Last month, I noted some recent examples of liberal policy failing over, and over, and over again. For those on the Left, however, suggesting that those policies are the problem is ludicrous, because of course state intervention and regulation work! Just look at the Golden Age of Liberalism, FDR's New Deal! Hmmm. Let's do that, shall we?
Now I don't want to bash too much on our 32nd President. He did lead us through World War II, partly by projecting a constant image of strength and determination, and I've got a lot of respect for him for that. And it must be said that he didn't intend to create the massive welfare state we know and loathe today--Social Security, for instance, was never meant to become so extensive. Yet, if we take a good hard look at the data, one cannot conclude that his domestic leadership did anything to save the nation, or even to keep things from getting worse.
There's more to the failure of the New Deal, it should be noted, than simply that the Depression continued to go on well after 1933. Even your average liberal professor will admit that. What they won't do is discuss the reasons for it.
For one thing, FDR's policies failed to strengthen the economy in one of the most elemental ways: they did not provide the stability and consistency necessary for a market to operate. I doubt I'm surprising anyone here with this, but investment, production, and the exchange of goods tend to work best when the rules are constant and known to all. The New Deal not only did not bring or maintain such stability, it went in the opposite direction. As just one example of how this happened, consider the incoming president's approach to the monetary system. One of the first things Roosevelt did in 1933 was to issue an executive order (an illegal executive order, but I digress) confiscating all privately held gold in the country. Once this had been accomplished, the government set the price of gold for sale on the world market, and then continuously raised the price to increase revenue.

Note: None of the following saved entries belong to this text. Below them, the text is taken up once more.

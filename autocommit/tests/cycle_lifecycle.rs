//! End-to-end commit cycles against real repositories.
//!
//! Drives `CycleRunner` with a scripted drafter and checks what lands on the
//! backup branch and what stays untouched in the user's checkout.

use autocommit::backup::BACKUP_REF;
use autocommit::cycle::{CycleOutcome, CycleRunner};
use autocommit::io::config::AutocommitConfig;
use autocommit::io::git::Git;
use autocommit::publish::PushOutcome;
use autocommit::test_support::{ScriptedDrafter, TestRepo};

fn tip(repo: &TestRepo) -> String {
    repo.git_ok(&["rev-parse", BACKUP_REF]).expect("backup tip")
}

fn commit_count(repo: &TestRepo) -> u64 {
    repo.git()
        .commit_count(BACKUP_REF)
        .expect("rev-list --count")
}

#[test]
fn modified_file_lands_on_backup_branch_with_prefixed_message() {
    let repo = TestRepo::new().expect("repo");
    let branch = repo.git().current_branch().expect("branch");
    let cycle = CycleRunner::new(repo.git(), ScriptedDrafter::repeating("Describe change", 2));
    let config = AutocommitConfig::default();

    repo.write_file("README.md", "first edit\n").expect("write");
    assert_eq!(cycle.run_cycle(&config).label(), "committed");
    let before = commit_count(&repo);

    repo.write_file("README.md", "second edit\n").expect("write");
    let outcome = cycle.run_cycle(&config);
    assert_eq!(outcome.label(), "committed");

    assert_eq!(commit_count(&repo), before + 1);
    assert_eq!(
        repo.git_ok(&["log", "-1", "--format=%s", BACKUP_REF]).expect("log"),
        "[Auto commit] Describe change"
    );
    assert_eq!(
        repo.git_ok(&["show", &format!("{BACKUP_REF}:README.md")])
            .expect("show"),
        "second edit"
    );
    assert_eq!(repo.git().current_branch().expect("branch"), branch);
}

#[test]
fn repeated_cycles_without_edits_leave_the_tip_alone() {
    let repo = TestRepo::new().expect("repo");
    let cycle = CycleRunner::new(repo.git(), ScriptedDrafter::repeating("Snapshot", 3));
    let config = AutocommitConfig::default();

    repo.write_file("notes.md", "todo\n").expect("write");
    assert_eq!(cycle.run_cycle(&config).label(), "committed");
    let first = tip(&repo);

    assert_eq!(cycle.run_cycle(&config), CycleOutcome::Unchanged);
    assert_eq!(cycle.run_cycle(&config), CycleOutcome::Unchanged);
    assert_eq!(tip(&repo), first);
}

#[test]
fn users_checkout_and_files_are_never_touched() {
    let repo = TestRepo::new().expect("repo");
    repo.git_ok(&["checkout", "-q", "-b", "feature/login"])
        .expect("checkout");
    let head = repo.git_ok(&["rev-parse", "HEAD"]).expect("head");
    let cycle = CycleRunner::new(repo.git(), ScriptedDrafter::repeating("WIP", 2));
    let config = AutocommitConfig::default();

    repo.write_file("src/login.rs", "fn login() {}\n").expect("write");
    cycle.run_cycle(&config);
    repo.write_file("src/login.rs", "fn login() { todo!() }\n").expect("write");
    cycle.run_cycle(&config);

    assert_eq!(
        repo.git().current_branch().expect("branch").as_deref(),
        Some("feature/login")
    );
    assert_eq!(repo.git_ok(&["rev-parse", "HEAD"]).expect("head"), head);
    assert_eq!(
        repo.read_file("src/login.rs").expect("read"),
        "fn login() { todo!() }\n"
    );
    assert_eq!(commit_count(&repo), 3);
}

#[test]
fn clean_tree_skips_the_drafter() {
    let repo = TestRepo::new().expect("repo");
    let cycle = CycleRunner::new(repo.git(), ScriptedDrafter::default());

    assert_eq!(
        cycle.run_cycle(&AutocommitConfig::default()),
        CycleOutcome::NoChanges
    );
    assert_eq!(cycle.drafter().calls(), 0);
}

#[test]
fn auto_push_publishes_only_the_backup_branch() {
    let repo = TestRepo::new().expect("repo");
    let remote = repo.add_bare_remote("backup").expect("remote");
    let cycle = CycleRunner::new(repo.git(), ScriptedDrafter::repeating("Push me", 1));
    let config = AutocommitConfig {
        auto_push: true,
        remote: "backup".to_string(),
        ..AutocommitConfig::default()
    };

    repo.write_file("a.txt", "one\n").expect("write");
    let CycleOutcome::Committed { commit, push, .. } = cycle.run_cycle(&config) else {
        panic!("expected a commit");
    };
    assert_eq!(
        push,
        Some(PushOutcome::Pushed {
            remote: "backup".to_string()
        })
    );

    let remote_git = Git::new(remote.path());
    assert_eq!(remote_git.rev_parse(BACKUP_REF).expect("remote tip"), commit);
    assert_eq!(
        remote_git
            .run(&["for-each-ref", "--format=%(refname)"], None)
            .expect("refs"),
        BACKUP_REF
    );
}

#[test]
fn failed_push_does_not_fail_the_cycle() {
    let repo = TestRepo::new().expect("repo");
    let cycle = CycleRunner::new(repo.git(), ScriptedDrafter::repeating("No remote", 1));
    let config = AutocommitConfig {
        auto_push: true,
        remote: "missing".to_string(),
        ..AutocommitConfig::default()
    };

    repo.write_file("a.txt", "one\n").expect("write");
    let outcome = cycle.run_cycle(&config);
    let CycleOutcome::Committed { push, .. } = outcome else {
        panic!("expected a commit, got {outcome:?}");
    };
    assert!(matches!(push, Some(PushOutcome::Failed { .. })));
    assert!(repo.git().ref_exists(BACKUP_REF).expect("show-ref"));
}
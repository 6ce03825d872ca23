//! Helpers for running child processes and capturing their output.
//!
//! Both pipes are drained on reader threads while the child runs so a chatty
//! child cannot deadlock on a full pipe. Stdin, when given, is fed from its own
//! thread for the same reason.
//!
//! A child run with a timeout gets its own process group, and the whole group
//! is killed when the deadline passes. Readers still blocked on a pipe held by
//! an escaped descendant are abandoned after a short grace period.

use std::io::{Read, Write};
use std::process::{Child, Command, ExitStatus, Stdio};
use std::sync::mpsc;
use std::thread;
use std::time::Duration;

use anyhow::{Context, Result, anyhow};
use tracing::{debug, instrument, warn};
use wait_timeout::ChildExt;

/// Limits applied to a single child invocation.
#[derive(Debug, Clone, Copy, Default)]
pub struct RunLimits {
    /// Kill the child after this long. `None` waits indefinitely.
    pub timeout: Option<Duration>,
    /// Keep at most this many bytes of each stream. `None` keeps everything.
    pub output_limit_bytes: Option<usize>,
}

/// Captured child process output.
#[derive(Debug)]
pub struct CommandOutput {
    pub status: ExitStatus,
    pub stdout: Vec<u8>,
    pub stderr: Vec<u8>,
    pub stdout_truncated: usize,
    pub stderr_truncated: usize,
    pub timed_out: bool,
}

impl CommandOutput {
    pub fn stdout_lossy(&self) -> String {
        String::from_utf8_lossy(&self.stdout).into_owned()
    }

    pub fn stderr_lossy(&self) -> String {
        String::from_utf8_lossy(&self.stderr).into_owned()
    }
}

/// Spawn `cmd`, optionally feed `stdin`, and wait for it under `limits`.
///
/// Errors only when the child cannot be spawned or waited on; a nonzero exit
/// is reported through `CommandOutput::status`.
#[instrument(skip_all, fields(timeout_secs = limits.timeout.map(|t| t.as_secs()), has_stdin = stdin.is_some()))]
pub fn run_captured(mut cmd: Command, stdin: Option<&[u8]>, limits: RunLimits) -> Result<CommandOutput> {
    if stdin.is_some() {
        cmd.stdin(Stdio::piped());
    } else {
        cmd.stdin(Stdio::null());
    }
    cmd.stdout(Stdio::piped()).stderr(Stdio::piped());
    if limits.timeout.is_some() {
        isolate_process_group(&mut cmd);
    }

    debug!("spawning child process");
    let mut child = cmd.spawn().context("spawn command")?;

    let writer = match stdin {
        Some(input) => {
            let mut child_stdin = child
                .stdin
                .take()
                .ok_or_else(|| anyhow!("stdin was not piped"))?;
            let input = input.to_vec();
            // Dropping the handle at the end of the closure closes the pipe.
            Some(thread::spawn(move || child_stdin.write_all(&input)))
        }
        None => None,
    };

    let stdout = child
        .stdout
        .take()
        .ok_or_else(|| anyhow!("stdout was not piped"))?;
    let stderr = child
        .stderr
        .take()
        .ok_or_else(|| anyhow!("stderr was not piped"))?;

    let limit = limits.output_limit_bytes.unwrap_or(usize::MAX);
    let (tx, rx) = mpsc::channel();
    let stdout_tx = tx.clone();
    thread::spawn(move || {
        let _ = stdout_tx.send((Stream::Stdout, read_stream_limited(stdout, limit)));
    });
    thread::spawn(move || {
        let _ = tx.send((Stream::Stderr, read_stream_limited(stderr, limit)));
    });

    let (status, timed_out) = wait_child(&mut child, limits.timeout)?;
    let captured = collect_output(&rx, timed_out)?;

    if let Some(handle) = writer.filter(|_| !timed_out) {
        match handle.join() {
            // A child that exits without reading its input closes the pipe on us.
            Ok(Err(err)) if err.kind() == std::io::ErrorKind::BrokenPipe => {
                debug!("child closed stdin early");
            }
            Ok(result) => result.context("write stdin")?,
            Err(_) => return Err(anyhow!("stdin writer thread panicked")),
        }
    }

    let Captured {
        stdout,
        stdout_truncated,
        stderr,
        stderr_truncated,
    } = captured;

    if stdout_truncated > 0 || stderr_truncated > 0 {
        warn!(stdout_truncated, stderr_truncated, "output truncated");
    }

    debug!(exit_code = ?status.code(), timed_out, "command finished");
    Ok(CommandOutput {
        status,
        stdout,
        stderr,
        stdout_truncated,
        stderr_truncated,
        timed_out,
    })
}

fn wait_child(child: &mut Child, timeout: Option<Duration>) -> Result<(ExitStatus, bool)> {
    let Some(timeout) = timeout else {
        return Ok((child.wait().context("wait for command")?, false));
    };
    match child.wait_timeout(timeout).context("wait for command")? {
        Some(status) => Ok((status, false)),
        None => {
            warn!(timeout_secs = timeout.as_secs(), "command timed out, killing");
            kill_process_group(child)?;
            Ok((child.wait().context("wait command after kill")?, true))
        }
    }
}

/// How long readers may keep draining after a timed-out child was killed.
const READER_GRACE: Duration = Duration::from_millis(500);

#[derive(Debug, Clone, Copy)]
enum Stream {
    Stdout,
    Stderr,
}

#[derive(Debug, Default)]
struct Captured {
    stdout: Vec<u8>,
    stdout_truncated: usize,
    stderr: Vec<u8>,
    stderr_truncated: usize,
}

type ReaderMessage = (Stream, Result<(Vec<u8>, usize)>);

fn collect_output(rx: &mpsc::Receiver<ReaderMessage>, timed_out: bool) -> Result<Captured> {
    let mut captured = Captured::default();
    for _ in 0..2 {
        let message = if timed_out {
            match rx.recv_timeout(READER_GRACE) {
                Ok(message) => message,
                Err(_) => {
                    warn!("output pipes still open after kill, abandoning readers");
                    break;
                }
            }
        } else {
            rx.recv()
                .map_err(|_| anyhow!("output reader thread panicked"))?
        };
        match message {
            (Stream::Stdout, result) => {
                (captured.stdout, captured.stdout_truncated) = result.context("read stdout")?;
            }
            (Stream::Stderr, result) => {
                (captured.stderr, captured.stderr_truncated) = result.context("read stderr")?;
            }
        }
    }
    Ok(captured)
}

#[cfg(unix)]
fn isolate_process_group(cmd: &mut Command) {
    use std::os::unix::process::CommandExt;
    cmd.process_group(0);
}

#[cfg(not(unix))]
fn isolate_process_group(_cmd: &mut Command) {}

/// Kill the child and everything it spawned into its process group.
#[cfg(unix)]
fn kill_process_group(child: &mut Child) -> Result<()> {
    use nix::errno::Errno;
    use nix::sys::signal::{Signal, killpg};
    use nix::unistd::Pid;

    let pgid = i32::try_from(child.id()).context("child pid out of range")?;
    match killpg(Pid::from_raw(pgid), Signal::SIGKILL) {
        Ok(()) | Err(Errno::ESRCH) => Ok(()),
        Err(err) => {
            debug!(%err, "killpg failed, killing child only");
            child.kill().context("kill command")
        }
    }
}

#[cfg(not(unix))]
fn kill_process_group(child: &mut Child) -> Result<()> {
    child.kill().context("kill command")
}

fn read_stream_limited<R: Read>(mut reader: R, limit: usize) -> Result<(Vec<u8>, usize)> {
    let mut buf = Vec::new();
    let mut truncated = 0usize;
    let mut chunk = [0u8; 8192];

    loop {
        let n = reader.read(&mut chunk).context("read output")?;
        if n == 0 {
            break;
        }
        let remaining = limit.saturating_sub(buf.len());
        let keep = n.min(remaining);
        buf.extend_from_slice(&chunk[..keep]);
        truncated += n - keep;
    }

    Ok((buf, truncated))
}
//! Diff helpers used before handing a diff to the message drafter.

/// True for an empty or whitespace-only diff.
pub fn is_blank(diff: &str) -> bool {
    diff.trim().is_empty()
}

/// A diff cut down to fit a byte budget.
#[derive(Debug, Clone, PartialEq, Eq)]
pub struct BoundedDiff<'a> {
    pub text: &'a str,
    /// Bytes dropped from the end of the original diff.
    pub truncated_bytes: usize,
}

/// Keep at most `max_bytes` of `diff`, cutting on a char boundary.
pub fn truncate_diff(diff: &str, max_bytes: usize) -> BoundedDiff<'_> {
    if diff.len() <= max_bytes {
        return BoundedDiff {
            text: diff,
            truncated_bytes: 0,
        };
    }
    let mut cut = max_bytes;
    while !diff.is_char_boundary(cut) {
        cut -= 1;
    }
    BoundedDiff {
        text: &diff[..cut],
        truncated_bytes: diff.len() - cut,
    }
}
//! Background backups of a working directory onto a dedicated git branch.
//!
//! Every cycle stages the working tree, asks a language-model command for a
//! commit message and records the index as a commit on `autocommit/backup`,
//! built from plumbing so the user's checkout is never touched. The layout
//! keeps a strict separation:
//!
//! - **[`core`]**: Pure, deterministic logic (countdown, diff bounds, push
//!   failure classification). No I/O, fully testable in isolation.
//! - **[`io`]**: Side-effecting operations (processes, git, config, drafting).
//!
//! Orchestration modules ([`backup`], [`cycle`], [`daemon`], [`reconcile`],
//! [`publish`], [`status`]) coordinate core logic with I/O to implement CLI
//! commands.

pub mod backup;
pub mod core;
pub mod cycle;
pub mod daemon;
pub mod exit_codes;
pub mod io;
pub mod logging;
pub mod publish;
pub mod reconcile;
pub mod status;
#[cfg(any(test, feature = "test-support"))]
pub mod test_support;
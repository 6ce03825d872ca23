//! Tracing setup for the daemon's log stream.
//!
//! Banners, cycle outcomes and errors are log events on stderr. The live
//! countdown is not; it is drawn directly on stdout by [`crate::daemon`].

use tracing_subscriber::{EnvFilter, fmt, layer::SubscriberExt, util::SubscriberInitExt};

/// Initialize the tracing subscriber.
///
/// Reads `RUST_LOG`. Defaults to `autocommit=info` if unset.
/// Output: stderr, compact format.
///
/// # Example
/// ```bash
/// RUST_LOG=autocommit=debug autocommit start
/// ```
pub fn init() {
    let filter =
        EnvFilter::try_from_default_env().unwrap_or_else(|_| EnvFilter::new("autocommit=info"));

    tracing_subscriber::registry()
        .with(filter)
        .with(fmt::layer().with_writer(std::io::stderr).compact())
        .init();
}
//! Read-only summary of the backup branch for `autocommit status`.

use anyhow::{Context, Result};
use serde::Serialize;

use crate::backup::{BACKUP_BRANCH, BACKUP_REF};
use crate::io::git::Git;

#[derive(Debug, Clone, PartialEq, Eq, Serialize)]
pub struct BackupStatus {
    /// `None` on a detached HEAD.
    pub current_branch: Option<String>,
    pub backup_branch: &'static str,
    pub exists: bool,
    pub tip: Option<String>,
    pub tree: Option<String>,
    /// Commits reachable from the backup tip, including the user's history.
    pub commits: u64,
    /// Working tree entries not yet staged or committed.
    pub pending_changes: usize,
}

pub fn backup_status(git: &Git) -> Result<BackupStatus> {
    let current_branch = git.current_branch().context("resolve current branch")?;
    let exists = git.ref_exists(BACKUP_REF).context("look up backup branch")?;
    let pending_changes = git.status_porcelain().context("read status")?.len();

    let (tip, tree, commits) = if exists {
        let tip = git.rev_parse(BACKUP_REF).context("resolve backup tip")?;
        let tree = git
            .rev_parse(&format!("{BACKUP_REF}^{{tree}}"))
            .context("resolve backup tree")?;
        let commits = git.commit_count(BACKUP_REF)?;
        (Some(tip), Some(tree), commits)
    } else {
        (None, None, 0)
    };

    Ok(BackupStatus {
        current_branch,
        backup_branch: BACKUP_BRANCH,
        exists,
        tip,
        tree,
        commits,
        pending_changes,
    })
}
//! Commits the staged index onto the backup branch without checking it out.
//!
//! A backup commit is built from plumbing only:
//!
//! 1. `write-tree` turns the index into a tree object.
//! 2. The parent is the backup branch tip, or `HEAD` when the branch is new.
//! 3. If the tree equals the tip's tree there is nothing to record.
//! 4. `commit-tree` creates the commit object.
//! 5. `update-ref` moves the branch, compare-and-swap against the tip seen in
//!    step 2.
//!
//! The checked-out branch, `HEAD` and the working tree are never touched. The
//! ref only moves after the commit object exists, so a failure at any step
//! leaves the branch where it was.

use std::fmt;

use tracing::{debug, info, instrument};

use crate::io::git::{CommandError, Git};

/// Short name of the branch that receives backup commits.
pub const BACKUP_BRANCH: &str = "autocommit/backup";

/// Fully qualified ref of [`BACKUP_BRANCH`].
pub const BACKUP_REF: &str = "refs/heads/autocommit/backup";

/// Plumbing step that failed while committing a backup.
#[derive(Debug, Clone, Copy, PartialEq, Eq)]
pub enum BackupStep {
    ValidateMessage,
    WriteTree,
    LookupBranch,
    ResolveParent,
    ResolvePriorTree,
    CommitTree,
    UpdateRef,
}

impl BackupStep {
    fn as_str(self) -> &'static str {
        match self {
            BackupStep::ValidateMessage => "validate message",
            BackupStep::WriteTree => "write tree",
            BackupStep::LookupBranch => "look up backup branch",
            BackupStep::ResolveParent => "resolve parent commit",
            BackupStep::ResolvePriorTree => "resolve backup tree",
            BackupStep::CommitTree => "create commit",
            BackupStep::UpdateRef => "update backup ref",
        }
    }
}

/// A backup plumbing step failed. The backup ref was not moved.
#[derive(Debug, Clone, PartialEq, Eq)]
pub struct GitOperationError {
    pub step: BackupStep,
    /// Underlying git failure; `None` for validation errors.
    pub source: Option<CommandError>,
}

impl GitOperationError {
    fn at(step: BackupStep) -> impl FnOnce(CommandError) -> Self {
        move |source| Self {
            step,
            source: Some(source),
        }
    }
}

impl fmt::Display for GitOperationError {
    fn fmt(&self, f: &mut fmt::Formatter<'_>) -> fmt::Result {
        match (&self.step, &self.source) {
            (BackupStep::ValidateMessage, _) => f.write_str("backup commit message is empty"),
            (step, Some(source)) => write!(f, "backup failed to {}: {source}", step.as_str()),
            (step, None) => write!(f, "backup failed to {}", step.as_str()),
        }
    }
}

impl std::error::Error for GitOperationError {
    fn source(&self) -> Option<&(dyn std::error::Error + 'static)> {
        self.source
            .as_ref()
            .map(|err| err as &(dyn std::error::Error + 'static))
    }
}

/// Everything needed to decide on, and build, the next backup commit.
#[derive(Debug, Clone, PartialEq, Eq)]
pub struct BackupCommitPlan {
    /// Tree written from the current index.
    pub staged_tree: String,
    pub branch_exists: bool,
    /// Backup tip when the branch exists, otherwise `HEAD`.
    pub parent: String,
    /// Tree of the backup tip; `None` before the first backup.
    pub prior_tree: Option<String>,
}

impl BackupCommitPlan {
    /// True when the index matches the latest backup exactly.
    pub fn is_noop(&self) -> bool {
        self.branch_exists && self.prior_tree.as_deref() == Some(self.staged_tree.as_str())
    }

    /// Old value for the compare-and-swap ref update (empty means "must not exist").
    fn expected_old_tip(&self) -> &str {
        if self.branch_exists { &self.parent } else { "" }
    }
}

/// Result of [`commit_index_to_backup_branch`].
#[derive(Debug, Clone, PartialEq, Eq)]
pub enum BackupOutcome {
    /// A new commit was recorded and the branch moved to it.
    Committed {
        commit: String,
        parent: String,
        tree: String,
    },
    /// Index matches the current backup tip; nothing was written.
    Unchanged { tip: String, tree: String },
}

/// Inspect the index and backup branch and decide what a backup would do.
pub fn plan_backup_commit(git: &Git) -> Result<BackupCommitPlan, GitOperationError> {
    let staged_tree = git
        .write_tree()
        .map_err(GitOperationError::at(BackupStep::WriteTree))?;
    let branch_exists = git
        .ref_exists(BACKUP_REF)
        .map_err(GitOperationError::at(BackupStep::LookupBranch))?;

    let (parent, prior_tree) = if branch_exists {
        let tip = git
            .rev_parse(&format!("{BACKUP_REF}^{{commit}}"))
            .map_err(GitOperationError::at(BackupStep::ResolveParent))?;
        let tree = git
            .rev_parse(&format!("{BACKUP_REF}^{{tree}}"))
            .map_err(GitOperationError::at(BackupStep::ResolvePriorTree))?;
        (tip, Some(tree))
    } else {
        let head = git
            .rev_parse("HEAD^{commit}")
            .map_err(GitOperationError::at(BackupStep::ResolveParent))?;
        (head, None)
    };

    Ok(BackupCommitPlan {
        staged_tree,
        branch_exists,
        parent,
        prior_tree,
    })
}

/// Record the current index as a new commit on [`BACKUP_BRANCH`].
///
/// Returns [`BackupOutcome::Unchanged`] when the index matches the existing
/// backup tip. The first backup is parented on `HEAD`.
#[instrument(skip_all)]
pub fn commit_index_to_backup_branch(
    git: &Git,
    message: &str,
) -> Result<BackupOutcome, GitOperationError> {
    if message.trim().is_empty() {
        return Err(GitOperationError {
            step: BackupStep::ValidateMessage,
            source: None,
        });
    }

    let plan = plan_backup_commit(git)?;
    if plan.is_noop() {
        debug!(tip = %plan.parent, tree = %plan.staged_tree, "index matches backup tip");
        return Ok(BackupOutcome::Unchanged {
            tip: plan.parent,
            tree: plan.staged_tree,
        });
    }

    let commit = git
        .commit_tree(&plan.staged_tree, &plan.parent, message)
        .map_err(GitOperationError::at(BackupStep::CommitTree))?;
    git.update_ref(
        BACKUP_REF,
        &commit,
        plan.expected_old_tip(),
        "autocommit: backup snapshot",
    )
    .map_err(GitOperationError::at(BackupStep::UpdateRef))?;

    info!(
        commit = %commit,
        parent = %plan.parent,
        first_backup = !plan.branch_exists,
        "backup commit created"
    );
    Ok(BackupOutcome::Committed {
        commit,
        parent: plan.parent,
        tree: plan.staged_tree,
    })
}

#[cfg(test)]
mod tests {
    use super::*;
    use crate::test_support::TestRepo;

    fn stage(repo: &TestRepo, rel: &str, contents: &str) {
        repo.write_file(rel, contents).expect("write");
        repo.git().add_all().expect("git add");
    }

    #[test]
    fn first_backup_creates_branch_on_top_of_head() {
        let repo = TestRepo::new().expect("repo");
        let git = repo.git();
        let head = repo.git_ok(&["rev-parse", "HEAD"]).expect("head");
        stage(&repo, "notes.txt", "draft\n");

        let outcome = commit_index_to_backup_branch(&git, "[Auto commit] Add notes").expect("backup");
        let BackupOutcome::Committed { commit, parent, .. } = outcome else {
            panic!("expected a commit, got {outcome:?}");
        };
        assert_eq!(parent, head);
        assert!(git.ref_exists(BACKUP_REF).expect("show-ref"));
        assert_eq!(repo.git_ok(&["rev-parse", BACKUP_REF]).expect("tip"), commit);
        assert_eq!(
            repo.git_ok(&["rev-parse", &format!("{BACKUP_REF}^")]).expect("parent"),
            head
        );
        assert_eq!(
            repo.git_ok(&["log", "-1", "--format=%B", BACKUP_REF]).expect("log"),
            "[Auto commit] Add notes"
        );
    }

    #[test]
    fn first_backup_is_created_even_when_index_matches_head() {
        let repo = TestRepo::new().expect("repo");
        let outcome = commit_index_to_backup_branch(&repo.git(), "snapshot").expect("backup");
        assert!(matches!(outcome, BackupOutcome::Committed { .. }));
        assert!(repo.git().ref_exists(BACKUP_REF).expect("show-ref"));
    }

    #[test]
    fn unchanged_index_does_not_create_a_commit() {
        let repo = TestRepo::new().expect("repo");
        let git = repo.git();
        stage(&repo, "a.txt", "one\n");
        commit_index_to_backup_branch(&git, "first").expect("backup");
        let tip_before = repo.git_ok(&["rev-parse", BACKUP_REF]).expect("tip");

        let outcome = commit_index_to_backup_branch(&git, "second").expect("backup");
        assert_eq!(
            outcome,
            BackupOutcome::Unchanged {
                tip: tip_before.clone(),
                tree: repo.git_ok(&["rev-parse", &format!("{BACKUP_REF}^{{tree}}")]).expect("tree"),
            }
        );
        assert_eq!(repo.git_ok(&["rev-parse", BACKUP_REF]).expect("tip"), tip_before);
    }

    #[test]
    fn later_backups_chain_onto_the_backup_tip() {
        let repo = TestRepo::new().expect("repo");
        let git = repo.git();
        stage(&repo, "a.txt", "one\n");
        commit_index_to_backup_branch(&git, "first").expect("backup");
        let first_tip = repo.git_ok(&["rev-parse", BACKUP_REF]).expect("tip");

        stage(&repo, "a.txt", "two\n");
        let outcome = commit_index_to_backup_branch(&git, "second").expect("backup");
        let BackupOutcome::Committed { parent, .. } = outcome else {
            panic!("expected a commit");
        };
        assert_eq!(parent, first_tip);
        assert_eq!(
            repo.git_ok(&["rev-list", "--count", BACKUP_REF]).expect("count"),
            "3"
        );
    }

    #[test]
    fn checkout_head_and_working_tree_are_untouched() {
        let repo = TestRepo::new().expect("repo");
        let git = repo.git();
        let branch_before = git.current_branch().expect("branch");
        let head_before = repo.git_ok(&["rev-parse", "HEAD"]).expect("head");
        stage(&repo, "work.txt", "in progress\n");

        commit_index_to_backup_branch(&git, "snapshot").expect("backup");

        assert_eq!(git.current_branch().expect("branch"), branch_before);
        assert_eq!(repo.git_ok(&["rev-parse", "HEAD"]).expect("head"), head_before);
        assert_eq!(repo.read_file("work.txt").expect("read"), "in progress\n");
        // Still staged against the user's HEAD.
        assert_eq!(
            repo.git_ok(&["diff", "--cached", "--name-only"]).expect("diff"),
            "work.txt"
        );
    }

    #[test]
    fn empty_message_is_rejected_before_touching_git() {
        let repo = TestRepo::new().expect("repo");
        let err = commit_index_to_backup_branch(&repo.git(), "  \n").expect_err("should fail");
        assert_eq!(err.step, BackupStep::ValidateMessage);
        assert!(err.source.is_none());
        assert!(!repo.git().ref_exists(BACKUP_REF).expect("show-ref"));
    }

    #[test]
    fn repository_without_commits_fails_to_resolve_parent() {
        let repo = TestRepo::empty().expect("repo");
        repo.write_file("a.txt", "one\n").expect("write");
        repo.git().add_all().expect("git add");

        let err = commit_index_to_backup_branch(&repo.git(), "snapshot").expect_err("should fail");
        assert_eq!(err.step, BackupStep::ResolveParent);
        assert!(!repo.git().ref_exists(BACKUP_REF).expect("show-ref"));
    }

    #[test]
    fn ref_created_after_planning_is_not_overwritten() {
        let repo = TestRepo::new().expect("repo");
        let git = repo.git();
        stage(&repo, "b.txt", "x\n");
        let plan = plan_backup_commit(&git).expect("plan");
        assert!(!plan.branch_exists);

        let head = repo.git_ok(&["rev-parse", "HEAD"]).expect("head");
        repo.git_ok(&["update-ref", BACKUP_REF, &head])
            .expect("racing update-ref");

        let commit = git
            .commit_tree(&plan.staged_tree, &plan.parent, "late")
            .expect("commit-tree");
        let err = git
            .update_ref(BACKUP_REF, &commit, plan.expected_old_tip(), "test")
            .expect_err("ref must not be clobbered");
        assert!(err.exit_code.is_some());
        assert_eq!(repo.git_ok(&["rev-parse", BACKUP_REF]).expect("tip"), head);
    }
}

This was bad enough, of course, but what made it much worse was the fact that these increases occurred without reason or rhyme, as gold prices were set according to what the POTUS, by common consent an intellectual lightweight, thought they should be. One nearly unbelievable example of how this could work came when FDR informed his Treasury Secretary that he had decided to raise the price by 21 cents--because 7 is a lucky number and 7 times 3 is 21. Not only did this open the door to rapid inflation, it played havoc with banking and the rest of the finance sector. As one writer noted,
Not that a more academically accomplished President might have done any better. The supposed wonder boys of FDR's administration, the so-called "Brain Trust," were just as capable of making a bad situation terrible. For example, you may remember from history class the New Deal's Agricultural Adjustment Administration (AAA), which mainly distinguished itself by paying farmers to destroy their crops and livestock in the midst of starvation. The theory behind this waste was that by limiting the supply of produce, demand and therefore price would be driven up. This interference accomplished less than nothing, at least from the standpoint of the farmers themselves. A review of farm prices in 1939--after six years of market interference by the nation's "best and brightest"--revealed that prices for nearly all agricultural products, whether corn, cotton, wheat, or pork, were still only one-half to two-thirds of what they had been a decade before. The AAA failed to help farmers, and it made the misery of non-farmers worse, as the destruction of crops had such an effect that, by 1935, economists were predicting the U.S. would have to become a net importer of wheat for the first time ever.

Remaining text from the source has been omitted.